> _Requirement_:
Could you reproduce, from the records below, everything from the line with "x.push(row.values[q.index()].unwrap_or(*mean));" down to the line with "pub fn layout(&self)", keeping both of those lines and changing nothing?

> _Source records_:
::::
//! Feature construction shared by training and inference
//!
//! ## Layout
//!
//! Every feature vector starts with three calendar features derived from a
//! timestamp, followed by covariate values in canonical [`Quantity`] order:
//!
//! ```text
//! [hour, day_of_week, month, cov_0, cov_1, ..., cov_k]
//!  0-23  Mon=0..Sun=6  1-12   every quantity except the target that
//!                             appeared as a column in the training table
//! ```
//!
//! The covariate list is fixed when a parameter is trained and stored in its
//! [`FeatureLayout`]. Inference builds vectors from that layout, never from
//! the current reading's keys, so the scaler and regressor always see the
//! columns they were fitted on.
//!
//! ## Imputation
//!
//! Missing covariates are handled differently on each side:
//!
//! | Side      | Missing covariate becomes                       |
//! |-----------|-------------------------------------------------|
//! | Training  | mean of that column over the target's rows      |
//! | Inference | `0.0`                                           |
//!
//! Training means are recomputed from the current table on every call and
//! never cached across cycles. A column with no values at all among the
//! target's rows has no mean and falls back to `0.0`.

use chrono::{DateTime, Datelike, Timelike, Utc};
use serde::{Deserialize, Serialize};

use crate::errors::{FeatureError, FeatureResult};
use crate::parameter::{Parameter, Quantity};
use crate::reading::Reading;

/// Names of the leading calendar features
pub const CALENDAR_FEATURES: [&str; 3] = ["hour", "day_of_week", "month"];

/// Calendar features for an instant: hour, day of week (Monday = 0), month
pub fn calendar_features(at: DateTime<Utc>) -> [f64; 3] {
    [
        at.hour() as f64,
        at.weekday().num_days_from_monday() as f64,
        at.month() as f64,
    ]
}

/// Ordered numeric encoding of one reading or synthetic point
#[derive(Debug, Clone, PartialEq, Serialize, Deserialize)]
pub struct FeatureVector(Vec<f64>);

impl FeatureVector {
    /// Wrap raw values
    pub fn new(values: Vec<f64>) -> Self {
        Self(values)
    }

    /// Feature values
    pub fn as_slice(&self) -> &[f64] {
        &self.0
    }

    /// Number of features
    pub fn len(&self) -> usize {
        self.0.len()
    }

    /// Whether the vector has no features
    pub fn is_empty(&self) -> bool {
        self.0.is_empty()
    }

    /// Unwrap into the raw values
    pub fn into_inner(self) -> Vec<f64> {
        self.0
    }
}

/// The 4-field `[hour, day_of_week, month, value]` vector used for
/// real-time anomaly checks
///
/// Narrower than the training layout. The value takes the place of the
/// target, which a fitted triple keeps right after the calendar fields.
pub fn realtime_vector(value: f64, as_of: DateTime<Utc>) -> FeatureVector {
    let [hour, day, month] = calendar_features(as_of);
    FeatureVector(vec![hour, day, month, value])
}

/// Column order fitted for one target parameter
#[derive(Debug, Clone, PartialEq, Eq, Serialize, Deserialize)]
pub struct FeatureLayout {
    target: Parameter,
    covariates: Vec<Quantity>,
}

impl FeatureLayout {
    /// Layout using every other quantity as a covariate
    ///
    /// This is the layout of an untrained triple.
    pub fn full(target: Parameter) -> Self {
        Self::from_columns(target, &Quantity::ALL)
    }

    /// Layout over the given columns, excluding the target, in canonical order
    pub fn from_columns(target: Parameter, columns: &[Quantity]) -> Self {
        let covariates = Quantity::ALL
            .iter()
            .copied()
            .filter(|q| *q != target.as_quantity() && columns.contains(q))
            .collect();
        Self { target, covariates }
    }

    /// Target parameter
    pub fn target(&self) -> Parameter {
        self.target
    }

    /// Covariate columns after the calendar features
    pub fn covariates(&self) -> &[Quantity] {
        &self.covariates
    }

    /// Total vector width
    pub fn width(&self) -> usize {
        CALENDAR_FEATURES.len() + self.covariates.len()
    }

    /// Column names in vector order
    pub fn feature_names(&self) -> Vec<String> {
        CALENDAR_FEATURES
            .iter()
            .map(|name| name.to_string())
            .chain(self.covariates.iter().map(|q| q.name().to_string()))
            .collect()
    }

    /// Inference vector for `target` as of `as_of`
    ///
    /// Calendar fields come from `as_of`; covariates come from the reading,
    /// with missing or null values imputed as zero.
    pub fn vector_for(
        &self,
        target: Parameter,
        reading: &Reading,
        as_of: DateTime<Utc>,
    ) -> FeatureResult<FeatureVector> {
        if target != self.target {
            return Err(FeatureError::LayoutMismatch {
                expected: self.target,
                actual: target,
            });
        }

        let mut values = Vec::with_capacity(self.width());
        values.extend_from_slice(&calendar_features(as_of));
        values.extend(
            self.covariates
                .iter()
                .map(|q| reading.value(*q).unwrap_or(0.0)),
        );

        Ok(FeatureVector(values))
    }
}

/// One flattened reading
#[derive(Debug, Clone)]
pub struct TableRow {
    /// Original timestamp
    pub timestamp: DateTime<Utc>,
    /// Reporting sensor
    pub sensor_id: String,
    /// Sensor family
    pub sensor_type: String,
    /// hour, day_of_week, month
    pub calendar: [f64; 3],
    /// Values indexed by [`Quantity::index`]
    pub values: [Option<f64>; Quantity::COUNT],
}

/// Flattened training window shared by every parameter in a cycle
#[derive(Debug, Clone, Default)]
pub struct TrainingTable {
    rows: Vec<TableRow>,
    columns: Vec<Quantity>,
}

/// Flatten readings into a training table
///
/// A quantity becomes a column when any reading carries its key, even with
/// a null value.
pub fn build_training_table(readings: &[Reading]) -> TrainingTable {
    let mut present = [false; Quantity::COUNT];

    let rows = readings
        .iter()
        .map(|reading| {
            let mut values = [None; Quantity::COUNT];
            for q in Quantity::ALL {
                if reading.has_key(q) {
                    present[q.index()] = true;
                }
                values[q.index()] = reading.value(q);
            }
            TableRow {
                timestamp: reading.timestamp,
                sensor_id: reading.sensor_id.clone(),
                sensor_type: reading.sensor_type.clone(),
                calendar: calendar_features(reading.timestamp),
                values,
            }
        })
        .collect();

    let columns = Quantity::ALL
        .iter()
        .copied()
        .filter(|q| present[q.index()])
        .collect();

    TrainingTable { rows, columns }
}

impl TrainingTable {
    /// Number of rows
    pub fn len(&self) -> usize {
        self.rows.len()
    }

    /// Whether the table has no rows
    pub fn is_empty(&self) -> bool {
        self.rows.is_empty()
    }

    /// Rows in datastore order
    pub fn rows(&self) -> &[TableRow] {
        &self.rows
    }

    /// Quantities present as columns
    pub fn columns(&self) -> &[Quantity] {
        &self.columns
    }

    /// Rows with a non-null value for `target`
    pub fn usable_rows(&self, target: Parameter) -> usize {
        let idx = target.as_quantity().index();
        self.rows.iter().filter(|r| r.values[idx].is_some()).count()
    }

    /// Design matrix for one target
    ///
    /// Drops rows without a target value, then mean-imputes missing
    /// covariates over the remaining rows.
    pub fn design_for(&self, target: Parameter) -> FeatureResult<DesignMatrix> {
        let layout = FeatureLayout::from_columns(target, &self.columns);
        let target_idx = target.as_quantity().index();

        let kept: Vec<(usize, &TableRow)> = self
            .rows
            .iter()
            .enumerate()
            .filter(|(_, row)| row.values[target_idx].is_some())
            .collect();

        // Column means over the kept rows only
        let mut means = Vec::with_capacity(layout.covariates.len());
        for &q in &layout.covariates {
            let mut sum = 0.0;
            let mut count = 0usize;
            for &(row_idx, row) in &kept {
                if let Some(v) = row.values[q.index()] {
                    if !v.is_finite() {
                        return Err(FeatureError::NonFinite { quantity: q, row: row_idx });
                    }
                    sum += v;
                    count += 1;
                }
            }
            means.push(if count > 0 { sum / count as f64 } else { 0.0 });
        }

        let mut features = Vec::with_capacity(kept.len());
        let mut targets = Vec::with_capacity(kept.len());
        for &(row_idx, row) in &kept {
            let y = row.values[target_idx].unwrap_or_default();
            if !y.is_finite() {
                return Err(FeatureError::NonFinite {
                    quantity: target.as_quantity(),
                    row: row_idx,
                });
            }

            let mut x = Vec::with_capacity(layout.width());
            x.extend_from_slice(&row.calendar);
            for (q, mean) in layout.covariates.iter().zip(&means) {
                x.push(row.values[q.index()].unwrap_or(*mean));
            }

            features.push(x);
            targets.push(y);
        }

        Ok(DesignMatrix {
            layout,
            features,
            targets,
            imputed_means: means,
        })
    }
}

/// Feature rows and targets for one parameter
#[derive(Debug, Clone)]
pub struct DesignMatrix {
    layout: FeatureLayout,
    features: Vec<Vec<f64>>,
    targets: Vec<f64>,
    imputed_means: Vec<f64>,
}

impl DesignMatrix {
    /// Layout the rows follow
    pub fn layout(&self) -> &FeatureLayout {
        &self.layout
    }

    /// Feature rows
    pub fn features(&self) -> &[Vec<f64>] {
        &self.features
    }

    /// Target values, aligned with [`features`](Self::features)
    pub fn targets(&self) -> &[f64] {
        &self.targets
    }

    /// Means used to impute each covariate, in layout order
    pub fn imputed_means(&self) -> &[f64] {
        &self.imputed_means
    }

    /// Number of rows
    pub fn len(&self) -> usize {
        self.targets.len()
    }

    /// Whether no rows survived filtering
    pub fn is_empty(&self) -> bool {
        self.targets.is_empty()
    }

    /// Split into owned parts
    pub fn into_parts(self) -> (FeatureLayout, Vec<Vec<f64>>, Vec<f64>) {
        (self.layout, self.features, self.targets)
    }
}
::::
> _Solution to this task_:
                x.push(row.values[q.index()].unwrap_or(*mean));
            }

            features.push(x);
            targets.push(y);
        }

        Ok(DesignMatrix {
            layout,
            features,
            targets,
            imputed_means: means,
        })
    }
}

/// Feature rows and targets for one parameter
#[derive(Debug, Clone)]
pub struct DesignMatrix {
    layout: FeatureLayout,
    features: Vec<Vec<f64>>,
    targets: Vec<f64>,
    imputed_means: Vec<f64>,
}

impl DesignMatrix {
    /// Layout the rows follow
    pub fn layout(&self) -> &FeatureLayout {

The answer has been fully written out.